Panvel (in Navi Mumbai city) is the main Municipal Corporations responsible for services. MMRDA, CIDCO, and NAINA are the special planning authorities operational in Raigad district.

===Municipal Corporations===
- Panvel

===Municipal Councils===
- Alibag
- Uran
- Matheran
- Karjat
- Khopoli
- Pen
- Roha
- Murud-Janjira
- Mahad
- Shrivardhan

===Nagar Panchayats===
- Khalapur
- Mangaon
- Poladpur
- Tala
- Mhasla
- Pali-Sudhagad

===Proposed Municipal Council(s)===
- Neral-Mamdapur

===Proposed Nagar Panchayats===
- Bhivpuri
- Shelu
- Kalamb Karjat
- Kashele
- Rees-Mohopada
- Rasayani
- Nagothane
- Jite-Kharpada

==Demographics==

According to the 2011 census Raigad district has a population of 2,634,200, roughly equal to the nation of Kuwait or the US state of Nevada. This gives it a ranking of 153rd in India (out of a total of 640). The district has a population density of 368 PD/sqkm. Its population growth rate over the decade 2001-2011 was 19.31%. Raigad has a sex ratio of 959 females for every 1000 males, and a literacy rate of 83.14%. 36.83% of the population lived in urban areas. Scheduled Castes and Scheduled Tribes make up 5.12% and 11.58% of the population respectively.

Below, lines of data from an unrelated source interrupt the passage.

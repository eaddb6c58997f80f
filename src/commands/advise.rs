// SPDX-License-Identifier: AGPL-3.0-or-later
// Copyright (C) 2025 Blackman Artificial Intelligence Technologies Inc.

//! Interactive advisor flow
//!
//! probe → budget → match → report → runner check → choose → pull →
//! optional profile → optional launch. Pull and launch failures are reported
//! and the run still ends normally; a missing runner aborts before any
//! question is asked.

use std::io;
use std::path::{Path, PathBuf};

use crossterm::{
    style::{Color, ResetColor, SetForegroundColor},
    ExecutableCommand,
};

use crate::cli::args::{AdviseArgs, OutputFormat};
use crate::config::Settings;
use crate::error::{AdvisorError, Result};
use crate::hardware::{HardwareProbe, SystemProbe};
use crate::launcher::{AssistantLauncher, CommandLauncher};
use crate::matcher::MatchReport;
use crate::models::ModelCatalog;
use crate::runner::{optimized_model_name, write_modelfile, ModelRunner, OllamaCli};
use crate::selection::{ModelChooser, TerminalChooser};

use super::scan::assess;

/// How an advisor run ended
#[derive(Debug, Clone, PartialEq, Eq)]
pub enum AdviseOutcome {
    /// Nothing in the catalog fits this machine
    NothingFits,
    /// The user declined to pick a model
    Cancelled,
    /// The chosen model could not be pulled
    PullFailed { model: String },
    /// A model is installed; later steps may or may not have run
    Ready {
        model: String,
        profile: Option<PathBuf>,
        launched: bool,
    },
}

/// Post-report half of the flow, over injectable collaborators
pub struct Advisor<'a> {
    runner: &'a dyn ModelRunner,
    launcher: &'a dyn AssistantLauncher,
    chooser: &'a mut dyn ModelChooser,
    profile_dir: PathBuf,
    assistant_name: String,
    options: AdviseArgs,
}

impl<'a> Advisor<'a> {
    pub fn new(
        runner: &'a dyn ModelRunner,
        launcher: &'a dyn AssistantLauncher,
        chooser: &'a mut dyn ModelChooser,
        profile_dir: impl Into<PathBuf>,
    ) -> Self {
        Self {
            runner,
            launcher,
            chooser,
            profile_dir: profile_dir.into(),
            assistant_name: "the assistant".to_string(),
            options: AdviseArgs::default(),
        }
    }

    /// Builder: name shown in prompts
    pub fn with_assistant_name(mut self, name: impl Into<String>) -> Self {
        self.assistant_name = name.into();
        self
    }

    /// Builder: skip steps per command-line flags
    pub fn with_options(mut self, options: AdviseArgs) -> Self {
        self.options = options;
        self
    }

    /// Choose, install, and optionally optimize and launch a model
    pub fn follow_through(&mut self, matches: &MatchReport) -> Result<AdviseOutcome> {
        if matches.is_empty() {
            return Ok(AdviseOutcome::NothingFits);
        }

        let candidates = matches.candidates();
        let chosen = match self.chooser.choose(&candidates)? {
            Some(i) if i < candidates.len() => candidates[i].clone(),
            Some(i) => {
                return Err(AdvisorError::InvalidInput(format!(
                    "selection {} is out of range",
                    i + 1
                )))
            }
            None => return Ok(AdviseOutcome::Cancelled),
        };
        let base = chosen.name().to_string();

        if self.runner.is_installed(&base)? {
            tracing::info!("{} already installed", base);
        } else {
            match self.runner.pull(&base) {
                Ok(()) => {}
                Err(e) if e.is_recoverable() => {
                    report_failure(&e);
                    return Ok(AdviseOutcome::PullFailed { model: base });
                }
                Err(e) => return Err(e),
            }
        }

        let (model, profile) = self.maybe_optimize(&base, chosen.adjusted_context)?;
        let launched = self.maybe_launch(&model)?;

        Ok(AdviseOutcome::Ready {
            model,
            profile,
            launched,
        })
    }

    /// Returns the model to launch and the profile file, if one was built
    fn maybe_optimize(&mut self, base: &str, context: u32) -> Result<(String, Option<PathBuf>)> {
        if self.options.no_profile {
            return Ok((base.to_string(), None));
        }

        let question = format!(
            "Build an optimized profile for {} with a {} token context?",
            base, context
        );
        if !self.chooser.confirm(&question)? {
            return Ok((base.to_string(), None));
        }

        let path = write_modelfile(&self.profile_dir, base, context)?;
        let optimized = optimized_model_name(base);
        match self.runner.create(&optimized, &path) {
            Ok(()) => Ok((optimized, Some(path))),
            Err(e) if e.is_recoverable() => {
                report_failure(&e);
                Ok((base.to_string(), Some(path)))
            }
            Err(e) => Err(e),
        }
    }

    fn maybe_launch(&mut self, model: &str) -> Result<bool> {
        if self.options.no_launch {
            return Ok(false);
        }

        let question = format!("Launch {} with {}?", self.assistant_name, model);
        if !self.chooser.confirm(&question)? {
            return Ok(false);
        }

        if !self.launcher.is_available() {
            let question = format!("{} is not installed. Install it now?", self.assistant_name);
            if !self.chooser.confirm(&question)? {
                return Ok(false);
            }
            if let Err(e) = self.launcher.install() {
                report_failure(&e);
                return Ok(false);
            }
        }

        match self.launcher.launch(model, &[]) {
            Ok(()) => Ok(true),
            Err(e) if e.is_recoverable() => {
                report_failure(&e);
                Ok(false)
            }
            Err(e) => Err(e),
        }
    }
}

/// Report a recoverable failure and carry on
fn report_failure(err: &AdvisorError) {
    tracing::warn!("{}", err);
    let mut stderr = io::stderr();
    let _ = stderr.execute(SetForegroundColor(Color::Yellow));
    eprintln!("{}", err);
    let _ = stderr.execute(ResetColor);
}

fn print_outcome(outcome: &AdviseOutcome) {
    match outcome {
        AdviseOutcome::NothingFits => {}
        AdviseOutcome::Cancelled => println!("No model selected."),
        AdviseOutcome::PullFailed { model } => {
            println!("{} was not installed. Try again with 'ollama pull {}'.", model, model)
        }
        AdviseOutcome::Ready {
            model,
            profile,
            launched,
        } => {
            println!("Ready: {}", model);
            if let Some(path) = profile {
                println!("Profile: {}", path.display());
            }
            if !launched {
                println!("Run it later with 'ollama run {}'.", model);
            }
        }
    }
}

/// Execute the advise command
pub async fn execute(
    args: AdviseArgs,
    settings: &Settings,
    catalog: &ModelCatalog,
    format: &OutputFormat,
) -> Result<()> {
    let probe = SystemProbe::new().with_vram_override(settings.hardware.vram_override_gb);
    let assessment = assess(&probe, catalog)?;
    assessment.print(catalog, format)?;

    if assessment.struggles() {
        return Ok(());
    }

    let runner = OllamaCli::locate(&settings.runner)?;
    runner.health_check().await?;

    let launcher = CommandLauncher::new(settings.assistant.clone(), runner.base_url());
    let mut chooser = TerminalChooser::stdio();
    let profile_dir = settings.profiles_dir();

    let outcome = Advisor::new(&runner, &launcher, &mut chooser, profile_dir)
        .with_assistant_name(settings.assistant.command.clone())
        .with_options(args)
        .follow_through(&assessment.matches)?;

    tracing::debug!(?outcome, "advise finished");
    print_outcome(&outcome);
    Ok(())
}

/// Probe and match without the interactive steps; used by callers that
/// supply their own collaborators
pub fn advise_with(
    probe: &dyn HardwareProbe,
    catalog: &ModelCatalog,
    runner: &dyn ModelRunner,
    launcher: &dyn AssistantLauncher,
    chooser: &mut dyn ModelChooser,
    profile_dir: &Path,
) -> Result<AdviseOutcome> {
    let assessment = assess(probe, catalog)?;
    Advisor::new(runner, launcher, chooser, profile_dir).follow_through(&assessment.matches)
}
// SPDX-License-Identifier: AGPL-3.0-or-later
// Copyright (C) 2025 Blackman Artificial Intelligence Technologies Inc.

//! modelfit - pick a local coding model that fits your hardware.
//!
//! This crate exposes the pieces used by the `modelfit` CLI (`src/main.rs`).
//!
//! Architecture highlights:
//! - `hardware`: RAM/GPU probing and the memory budget derived from it
//! - `models`: model catalog (built-in or CSV) and descriptors
//! - `matcher`: pure catalog-against-budget classification
//! - `runner`, `launcher`: Ollama and coding-assistant process wrappers
//! - `selection`, `report`: user interaction and output rendering
//! - `commands`: the subcommands wiring it all together

pub mod cli;
pub mod commands;
pub mod config;
pub mod error;
pub mod hardware;
pub mod launcher;
pub mod matcher;
pub mod models;
pub mod report;
pub mod runner;
pub mod selection;

pub use error::{AdvisorError, Result};
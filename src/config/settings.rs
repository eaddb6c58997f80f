// SPDX-License-Identifier: AGPL-3.0-or-later
// Copyright (C) 2025 Blackman Artificial Intelligence Technologies Inc.

//! Settings management for modelfit
//!
//! Loads settings from ~/.modelfit/settings.json

use serde::{Deserialize, Serialize};
use std::path::PathBuf;

mod io;
mod validation;

/// Main settings structure, stored in ~/.modelfit/settings.json
#[derive(Debug, Clone, PartialEq, Serialize, Deserialize, Default)]
pub struct Settings {
    /// CSV catalog used instead of the built-in one
    #[serde(default, skip_serializing_if = "Option::is_none")]
    pub catalog_path: Option<PathBuf>,

    /// Where optimized profiles are written (default: ~/.modelfit/profiles)
    #[serde(default, skip_serializing_if = "Option::is_none")]
    pub profile_dir: Option<PathBuf>,

    /// Model runner (Ollama) settings
    #[serde(default)]
    pub runner: RunnerConfig,

    /// Coding assistant launched after a model is chosen
    #[serde(default)]
    pub assistant: AssistantConfig,

    /// Hardware probe overrides
    #[serde(default)]
    pub hardware: HardwareConfig,
}

/// Model runner configuration
#[derive(Debug, Clone, PartialEq, Eq, Serialize, Deserialize)]
pub struct RunnerConfig {
    /// Binary name or path
    #[serde(default = "default_runner_binary")]
    pub binary: String,

    /// Base URL of the runner's HTTP API
    #[serde(default = "default_runner_base_url")]
    pub base_url: String,
}

impl Default for RunnerConfig {
    fn default() -> Self {
        Self {
            binary: default_runner_binary(),
            base_url: default_runner_base_url(),
        }
    }
}

/// Coding assistant configuration
#[derive(Debug, Clone, PartialEq, Eq, Serialize, Deserialize)]
pub struct AssistantConfig {
    /// Command used to start the assistant
    #[serde(default = "default_assistant_command")]
    pub command: String,

    /// Flag that takes the model argument
    #[serde(default = "default_model_flag")]
    pub model_flag: String,

    /// Prefix the assistant expects before a local model name
    #[serde(default = "default_model_prefix")]
    pub model_prefix: String,

    /// Arguments always passed to the assistant
    #[serde(default)]
    pub extra_args: Vec<String>,

    /// Program and arguments that install the assistant
    #[serde(default = "default_install_command")]
    pub install_command: Vec<String>,
}

impl Default for AssistantConfig {
    fn default() -> Self {
        Self {
            command: default_assistant_command(),
            model_flag: default_model_flag(),
            model_prefix: default_model_prefix(),
            extra_args: Vec::new(),
            install_command: default_install_command(),
        }
    }
}

/// Hardware probe overrides
#[derive(Debug, Clone, Default, PartialEq, Eq, Serialize, Deserialize)]
pub struct HardwareConfig {
    /// Skip GPU detection and assume this much VRAM
    #[serde(default, skip_serializing_if = "Option::is_none")]
    pub vram_override_gb: Option<u32>,
}

fn default_runner_binary() -> String {
    "ollama".to_string()
}

fn default_runner_base_url() -> String {
    crate::runner::ollama::DEFAULT_OLLAMA_URL.to_string()
}

fn default_assistant_command() -> String {
    "aider".to_string()
}

fn default_model_flag() -> String {
    "--model".to_string()
}

fn default_model_prefix() -> String {
    "ollama/".to_string()
}

fn default_install_command() -> Vec<String> {
    ["python3", "-m", "pip", "install", "aider-install"]
        .iter()
        .map(|s| s.to_string())
        .collect()
}

#[cfg(test)]
mod tests {
    use super::*;
    use tempfile::TempDir;

    #[test]
    fn test_settings_default() {
        let settings = Settings::default();
        assert!(settings.catalog_path.is_none());
        assert!(settings.profile_dir.is_none());
        assert_eq!(settings.runner.binary, "ollama");
        assert_eq!(settings.runner.base_url, "http://localhost:11434");
        assert!(settings.hardware.vram_override_gb.is_none());
    }

    #[test]
    fn test_assistant_config_default() {
        let config = AssistantConfig::default();
        assert_eq!(config.command, "aider");
        assert_eq!(config.model_flag, "--model");
        assert_eq!(config.model_prefix, "ollama/");
        assert!(config.extra_args.is_empty());
        assert_eq!(
            config.install_command,
            vec!["python3", "-m", "pip", "install", "aider-install"]
        );
    }

    #[test]
    fn test_settings_load_from_nonexistent() {
        let temp_dir = TempDir::new().unwrap();
        let path = temp_dir.path().join("nonexistent.json");

        let settings = Settings::load_from(&path).unwrap();
        assert_eq!(settings, Settings::default());
    }

    #[test]
    fn test_settings_load_written_file() {
        let temp_dir = TempDir::new().unwrap();
        let path = temp_dir.path().join("settings.json");

        let mut settings = Settings::default();
        settings.hardware.vram_override_gb = Some(12);
        settings.assistant.extra_args = vec!["--no-auto-commits".to_string()];
        std::fs::write(&path, serde_json::to_string_pretty(&settings).unwrap()).unwrap();

        let loaded = Settings::load_from(&path).unwrap();
        assert_eq!(loaded, settings);
    }

    #[test]
    fn test_settings_partial_json() {
        let json = r#"{"runner": {"base_url": "http://gpu-box:11434"}}"#;
        let settings: Settings = serde_json::from_str(json).unwrap();
        assert_eq!(settings.runner.base_url, "http://gpu-box:11434");
        assert_eq!(settings.runner.binary, "ollama");
        assert_eq!(settings.assistant.command, "aider");
    }

    #[test]
    fn test_load_ignores_unknown_keys() {
        let temp_dir = TempDir::new().unwrap();
        let path = temp_dir.path().join("settings.json");
        std::fs::write(&path, r#"{"future_key": 7, "runner": {"binary": "/opt/ollama/bin/ollama"}}"#)
            .unwrap();

        let settings = Settings::load_from(&path).unwrap();
        assert_eq!(settings.runner.binary, "/opt/ollama/bin/ollama");
    }

    #[test]
    fn test_default_path() {
        let path = Settings::default_path();
        assert!(path.ends_with("settings.json"));
    }

    #[test]
    fn test_profiles_dir_respects_setting() {
        let settings = Settings {
            profile_dir: Some(PathBuf::from("/tmp/profiles")),
            ..Settings::default()
        };
        assert_eq!(settings.profiles_dir(), PathBuf::from("/tmp/profiles"));
        assert!(Settings::default().profiles_dir().ends_with("profiles"));
    }
}
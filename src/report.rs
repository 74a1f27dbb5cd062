use std::time::Instant;

use chrono::{Duration, NaiveDate};
use tracing::{error, info};

use crate::diff::{diff, DiffResult};
use crate::error::RunError;
use crate::fetch::NameSource;
use crate::notify::{compose, Mailer};
use crate::snapshot::SnapshotStore;

/// Outcome of a completed run, for the binary's final log line.
#[derive(Debug)]
pub struct RunReport {
    pub total: usize,
    pub diff: DiffResult,
}

/// One comparison cycle: fetch today's names, load yesterday's snapshot,
/// diff, persist today's snapshot, notify.
///
/// A fetch failure aborts before anything is written or sent, so a stale
/// baseline is never overwritten with absent data. A persist failure does
/// not stop notification (the diff was computed from a successful fetch);
/// the email gains a stale-baseline warning and the run still fails with
/// the persist error after the mail goes out.
pub fn run(
    today: NaiveDate,
    source: &mut dyn NameSource,
    store: &SnapshotStore,
    mailer: &dyn Mailer,
) -> Result<RunReport, RunError> {
    let start = Instant::now();
    info!(
        action = "start",
        component = "run",
        date = %today,
        "Starting daily project name comparison"
    );

    let today_names = source.fetch_names()?;

    let yesterday = today - Duration::days(1);
    let yesterday_names = store.load(yesterday)?;

    let result = diff(&today_names, &yesterday_names);
    info!(
        action = "diff",
        component = "run",
        total = today_names.len(),
        added = result.added.len(),
        removed = result.removed.len(),
        "Comparison computed"
    );

    let persisted = store.save(today, &today_names);
    if let Err(e) = &persisted {
        error!(
            action = "error",
            component = "run",
            error = %e,
            "Snapshot write failed, notifying with stale-baseline warning"
        );
    }

    let email = compose(today, today_names.len(), &result, persisted.is_err());
    mailer.send(&email)?;

    persisted?;

    info!(
        action = "complete",
        component = "run",
        duration_ms = start.elapsed().as_millis(),
        "Daily comparison completed"
    );
    Ok(RunReport {
        total: today_names.len(),
        diff: result,
    })
}
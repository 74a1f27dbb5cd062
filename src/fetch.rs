use std::time::Instant;

use anyhow::Context;
use postgres::NoTls;
use tracing::info;

use crate::config::DbConfig;
use crate::error::FetchError;

const PROJECT_NAMES_QUERY: &str = "SELECT DISTINCT value \
     FROM str_values \
     WHERE property_id = $1 \
     ORDER BY value ASC";

/// Source of today's project name set. The production implementation talks
/// to Postgres; tests substitute a fake.
pub trait NameSource {
    fn fetch_names(&mut self) -> Result<Vec<String>, FetchError>;
}

/// Fetches the distinct project names for one attribute id, ascending.
/// Read-only; one connection per run, opened lazily at fetch time.
pub struct PgNameSource {
    db: DbConfig,
    property_id: i32,
}

impl PgNameSource {
    pub fn new(db: DbConfig, property_id: i32) -> Self {
        PgNameSource { db, property_id }
    }
}

impl NameSource for PgNameSource {
    fn fetch_names(&mut self) -> Result<Vec<String>, FetchError> {
        let start = Instant::now();
        info!(
            action = "start",
            component = "fetch",
            host = %self.db.host,
            dbname = %self.db.dbname,
            property_id = self.property_id,
            "Fetching project names from database"
        );

        let mut client = postgres::Config::new()
            .host(&self.db.host)
            .port(self.db.port)
            .dbname(&self.db.dbname)
            .user(&self.db.user)
            .password(&self.db.password)
            .connect(NoTls)
            .context("database connection failed")?;

        let rows = client
            .query(PROJECT_NAMES_QUERY, &[&self.property_id])
            .context("project name query failed")?;

        let mut names = Vec::with_capacity(rows.len());
        for row in &rows {
            // NULL attribute values carry no name; drop them.
            let value: Option<String> = row
                .try_get(0)
                .context("unexpected row shape in project name query")?;
            if let Some(value) = value {
                names.push(value);
            }
        }

        info!(
            action = "complete",
            component = "fetch",
            name_count = names.len(),
            duration_ms = start.elapsed().as_millis(),
            "Project names fetched"
        );
        Ok(names)
    }
}
use std::fs;
use std::path::{Path, PathBuf};
use std::time::Instant;

use anyhow::Context;
use chrono::NaiveDate;
use tracing::info;

use crate::error::PersistError;

pub const SNAPSHOT_HEADER: &str = "project_names";

/// Reads and writes the dated snapshot files that carry one day's project
/// name set forward as the next day's comparison baseline. Each date owns
/// exactly one file; re-running the same day overwrites that day's file and
/// never touches any other date's.
pub struct SnapshotStore {
    dir: PathBuf,
}

impl SnapshotStore {
    pub fn new(dir: impl Into<PathBuf>) -> Self {
        SnapshotStore { dir: dir.into() }
    }

    pub fn dir(&self) -> &Path {
        &self.dir
    }

    pub fn path_for(&self, date: NaiveDate) -> PathBuf {
        self.dir
            .join(format!("project_names_{}.csv", date.format("%Y-%m-%d")))
    }

    /// Loads the snapshot for `date`. A missing file is the normal first-run
    /// case and yields an empty set without creating anything. Rows that are
    /// empty after trimming are dropped; surviving rows keep their stored
    /// form untouched.
    pub fn load(&self, date: NaiveDate) -> Result<Vec<String>, PersistError> {
        let path = self.path_for(date);
        if !path.exists() {
            info!(
                action = "load",
                component = "snapshot_store",
                date = %date,
                path = %path.display(),
                "No snapshot for date, treating as empty set"
            );
            return Ok(Vec::new());
        }

        let mut reader = csv::Reader::from_path(&path)
            .with_context(|| format!("failed to open snapshot {}", path.display()))?;

        let mut names = Vec::new();
        for record in reader.records() {
            let record = record
                .with_context(|| format!("failed to read snapshot row in {}", path.display()))?;
            if let Some(value) = record.get(0) {
                if !value.trim().is_empty() {
                    names.push(value.to_string());
                }
            }
        }

        info!(
            action = "load",
            component = "snapshot_store",
            date = %date,
            name_count = names.len(),
            "Snapshot loaded"
        );
        Ok(names)
    }

    /// Writes the snapshot for `date`, sorted ascending by the raw name,
    /// creating the snapshot directory if needed. Idempotent for the same
    /// date.
    pub fn save(&self, date: NaiveDate, names: &[String]) -> Result<(), PersistError> {
        let start = Instant::now();
        fs::create_dir_all(&self.dir).with_context(|| {
            format!("failed to create snapshot directory {}", self.dir.display())
        })?;

        let mut sorted = names.to_vec();
        sorted.sort();

        let path = self.path_for(date);
        let mut writer = csv::Writer::from_path(&path)
            .with_context(|| format!("failed to create snapshot {}", path.display()))?;
        writer
            .write_record([SNAPSHOT_HEADER])
            .context("failed to write snapshot header")?;
        for name in &sorted {
            writer
                .write_record([name.as_str()])
                .with_context(|| format!("failed to write snapshot row to {}", path.display()))?;
        }
        writer
            .flush()
            .with_context(|| format!("failed to flush snapshot {}", path.display()))?;

        info!(
            action = "save",
            component = "snapshot_store",
            date = %date,
            name_count = sorted.len(),
            path = %path.display(),
            duration_ms = start.elapsed().as_millis(),
            "Snapshot written"
        );
        Ok(())
    }
}
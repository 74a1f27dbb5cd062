use chrono::Local;
use tracing::{error, info};
use tracing_subscriber::EnvFilter;

use projwatch::{run, Config, PgNameSource, SmtpMailer, SnapshotStore};

fn setup_logging() {
    tracing_subscriber::fmt()
        .with_env_filter(
            EnvFilter::try_from_default_env().unwrap_or_else(|_| EnvFilter::new("info")),
        )
        .init();
}

fn main() {
    setup_logging();

    let config = match Config::from_env() {
        Ok(config) => config,
        Err(e) => {
            error!(action = "error", component = "config", error = %e, "Configuration error");
            std::process::exit(1);
        }
    };

    let mut source = PgNameSource::new(config.db.clone(), config.property_id);
    let store = SnapshotStore::new(config.snapshot_dir.clone());
    let mailer = SmtpMailer::new(config.smtp.clone(), config.recipients.clone());

    let today = Local::now().date_naive();
    match run(today, &mut source, &store, &mailer) {
        Ok(report) => {
            info!(
                action = "complete",
                component = "main",
                total = report.total,
                added = report.diff.added.len(),
                removed = report.diff.removed.len(),
                "Daily project name report finished"
            );
        }
        Err(e) => {
            error!(action = "error", component = "main", error = %e, "Run failed");
            std::process::exit(1);
        }
    }
}
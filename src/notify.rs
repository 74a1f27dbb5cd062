use std::time::Instant;

use anyhow::Context;
use chrono::NaiveDate;
use lettre::message::Mailbox;
use lettre::transport::smtp::authentication::Credentials;
use lettre::{Message, SmtpTransport, Transport};
use tracing::info;

use crate::config::SmtpConfig;
use crate::diff::DiffResult;
use crate::error::NotifyError;

/// A composed notification, transport-agnostic.
#[derive(Debug, Clone, PartialEq, Eq)]
pub struct Email {
    pub subject: String,
    pub body: String,
}

/// Builds the daily report message: total count, then either a no-changes
/// line or the enumerated additions and removals with status labels. When
/// `snapshot_unsaved` is set, a trailing warning flags that tomorrow's
/// comparison baseline is stale.
pub fn compose(date: NaiveDate, total: usize, diff: &DiffResult, snapshot_unsaved: bool) -> Email {
    let subject = format!("Daily FP Project Name Report - {}", date.format("%Y-%m-%d"));

    let mut body = format!("Total FP projects today: {}\n\n", total);
    if diff.is_empty() {
        body.push_str("No changes in FP project names.\n");
    } else {
        body.push_str("Changes in FP project names:\n");
        for change in diff.added.iter().chain(diff.removed.iter()) {
            body.push_str(&format!("- {} ({})\n", change.name, change.status));
        }
    }

    if snapshot_unsaved {
        body.push_str(
            "\nWarning: today's snapshot could not be written; \
             tomorrow's comparison baseline will be stale.\n",
        );
    }

    Email { subject, body }
}

/// Delivery seam. The production implementation speaks authenticated SMTP;
/// tests substitute a recording fake.
pub trait Mailer {
    fn send(&self, email: &Email) -> Result<(), NotifyError>;
}

/// Sends one plain-text message to the full recipient list over STARTTLS
/// with credential auth.
pub struct SmtpMailer {
    smtp: SmtpConfig,
    recipients: Vec<String>,
}

impl SmtpMailer {
    pub fn new(smtp: SmtpConfig, recipients: Vec<String>) -> Self {
        SmtpMailer { smtp, recipients }
    }
}

impl Mailer for SmtpMailer {
    fn send(&self, email: &Email) -> Result<(), NotifyError> {
        let start = Instant::now();

        let sender: Mailbox = self
            .smtp
            .sender
            .parse()
            .with_context(|| format!("invalid sender address '{}'", self.smtp.sender))?;

        let mut builder = Message::builder()
            .from(sender)
            .subject(email.subject.clone());
        for recipient in &self.recipients {
            let mailbox: Mailbox = recipient
                .parse()
                .with_context(|| format!("invalid recipient address '{}'", recipient))?;
            builder = builder.to(mailbox);
        }
        let message = builder
            .body(email.body.clone())
            .context("failed to build message")?;

        let transport = SmtpTransport::starttls_relay(&self.smtp.server)
            .with_context(|| format!("invalid SMTP server '{}'", self.smtp.server))?
            .port(self.smtp.port)
            .credentials(Credentials::new(
                self.smtp.sender.clone(),
                self.smtp.password.clone(),
            ))
            .build();

        transport
            .send(&message)
            .context("SMTP send failed")?;

        info!(
            action = "complete",
            component = "notify",
            recipient_count = self.recipients.len(),
            duration_ms = start.elapsed().as_millis(),
            "Email sent"
        );
        Ok(())
    }
}
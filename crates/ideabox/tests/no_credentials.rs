use ideabox::{
    ErrorCode,
    config::Credentials,
    providers::gateway_from_credentials,
    types::MarketingCopy,
};

#[tokio::test]
async fn nothing_configured_fails_fast() {
    let gateway = gateway_from_credentials(Credentials::empty(), Default::default());

    let err = gateway
        .generate_title("咖啡", "小红书", "活泼")
        .await
        .unwrap_err();

    assert_eq!(err.code(), ErrorCode::NoProviderConfigured);
    assert!(gateway.registry().list_available().is_empty());
}

#[test]
fn catalog_is_empty_without_credentials() {
    let gateway = gateway_from_credentials(Credentials::empty(), Default::default());
    let catalog = ideabox::provider::TextGeneration::catalog(&gateway);
    assert!(catalog.models.is_empty());
    assert!(catalog.default_model.is_none());
}
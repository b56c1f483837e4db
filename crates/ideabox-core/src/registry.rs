use crate::{
    config::Credentials,
    error::{GenerationError, Result},
    model::{FALLBACK_MODEL, ModelDescriptor, ProviderId, models_of},
};

/// Read-only view of [`MODEL_TABLE`](crate::model::MODEL_TABLE) filtered by
/// the configured credentials.
#[derive(Debug, Clone)]
pub struct ModelRegistry {
    credentials: Credentials,
}

impl ModelRegistry {
    pub fn new(credentials: Credentials) -> Self {
        Self { credentials }
    }

    pub fn from_env() -> Self {
        Self::new(Credentials::from_env())
    }

    pub fn credentials(&self) -> &Credentials {
        &self.credentials
    }

    /// Descriptors whose provider has a credential: every DeepSeek entry, then
    /// every Tongyi entry, each in table order.
    pub fn list_available(&self) -> Vec<&'static ModelDescriptor> {
        self.credentials
            .configured()
            .flat_map(models_of)
            .collect()
    }

    /// First Tongyi model if Tongyi is configured, else the first DeepSeek
    /// model, else [`FALLBACK_MODEL`].
    ///
    /// The fallback exists so listing code never has to handle "nothing";
    /// use [`Self::configured_default`] before dispatching a real call.
    pub fn pick_default(&self) -> &'static ModelDescriptor {
        self.first_configured().unwrap_or(&FALLBACK_MODEL)
    }

    /// Like [`Self::pick_default`] but refuses to hand out the fallback.
    pub fn configured_default(&self) -> Result<&'static ModelDescriptor> {
        self.first_configured()
            .ok_or(GenerationError::NoProviderConfigured)
    }

    /// Exact, case-sensitive lookup of a wire model id among the available
    /// models.
    pub fn resolve(&self, model_id: &str) -> Result<&'static ModelDescriptor> {
        self.list_available()
            .into_iter()
            .find(|m| m.model == model_id)
            .ok_or_else(|| GenerationError::ModelNotFound {
                model: model_id.to_owned(),
            })
    }

    fn first_configured(&self) -> Option<&'static ModelDescriptor> {
        [ProviderId::Tongyi, ProviderId::DeepSeek]
            .into_iter()
            .filter(|p| self.credentials.is_configured(*p))
            .find_map(|p| models_of(p).next())
    }
}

At the time of the 2011 Census of India, 79.04% of the population in the district spoke Marathi, 7.06% Hindi, 5.85% Urdu and 0.90% Gujarati as their first language. 1.01% of the population recorded their language as 'Others' under Marathi.

The most populous tribes are the Katkari, Thakar and Mahadev Koli.

== Transport ==
Raigad District is connected to Mumbai by Sion Panvel Expressway. The Mumbai-Pune expressway and NH4 passes through Panvel. NH 66, which starts at Panvel, traverses the whole district. The Konkan Railway line starts at Roha and passes through Mangaon and Veer in Mahad. The Central Railway Line of Mumbai to Pune passes through Karjat with Extension Line for Karjat to Khopoli. Panvel Junction is the most important railway station in the district; it is connected to Mumbai (by both the Harbour Line and Main Line of Central Railway), Thane (by Trans-Harbour Line), Roha, Vasai (Western Railway) and Karjat. All trains, ranging from passengers to Rajdhanis stop here, and it is considered the gateway for travelling south. There is a narrow gauge railroad from Neral to Matheran, called the Matheran Hill Railway. The main ports are JNPT, Mandava, Revas, Murud, Dighi and Shrivardhan.

==Education==
After the British took over the old Colaba and this region, they established four Anglo-Vernacular medium school and 30 government schools in the year 1865–66. In the year 1861 the first school for girls was started in Alibag. The Mission Church started the first English school in Alibag in 1879. Prabhakar Patil Education Society (PNP education Society) runs 27 Institutes: Five Primary English & Marathi Schools, Twenty Seven Secondary Marathi Schools, One Arts, Science & Commerce Jr. & Sr. College, One English & Marathi Medium D.Ed. College, One B.Ed. College, One Polytechnic Institute and One MMS College. Securities and Exchange Board of India (SEBI) established National Institute of Securities Markets at Patalganga, tal Khalapur. Two more old and valuable institutions in Raigad District named Vasantrao Naik College Murud And Mhasla, established by the former Chief Minister of Maharashtra A. R. Antulay.

The Dr. Babasaheb Ambedkar Technological University is a unitary, autonomous university located at Lonere in Raigad district, established in 1989 under the Government of Maharashtra Act 1983.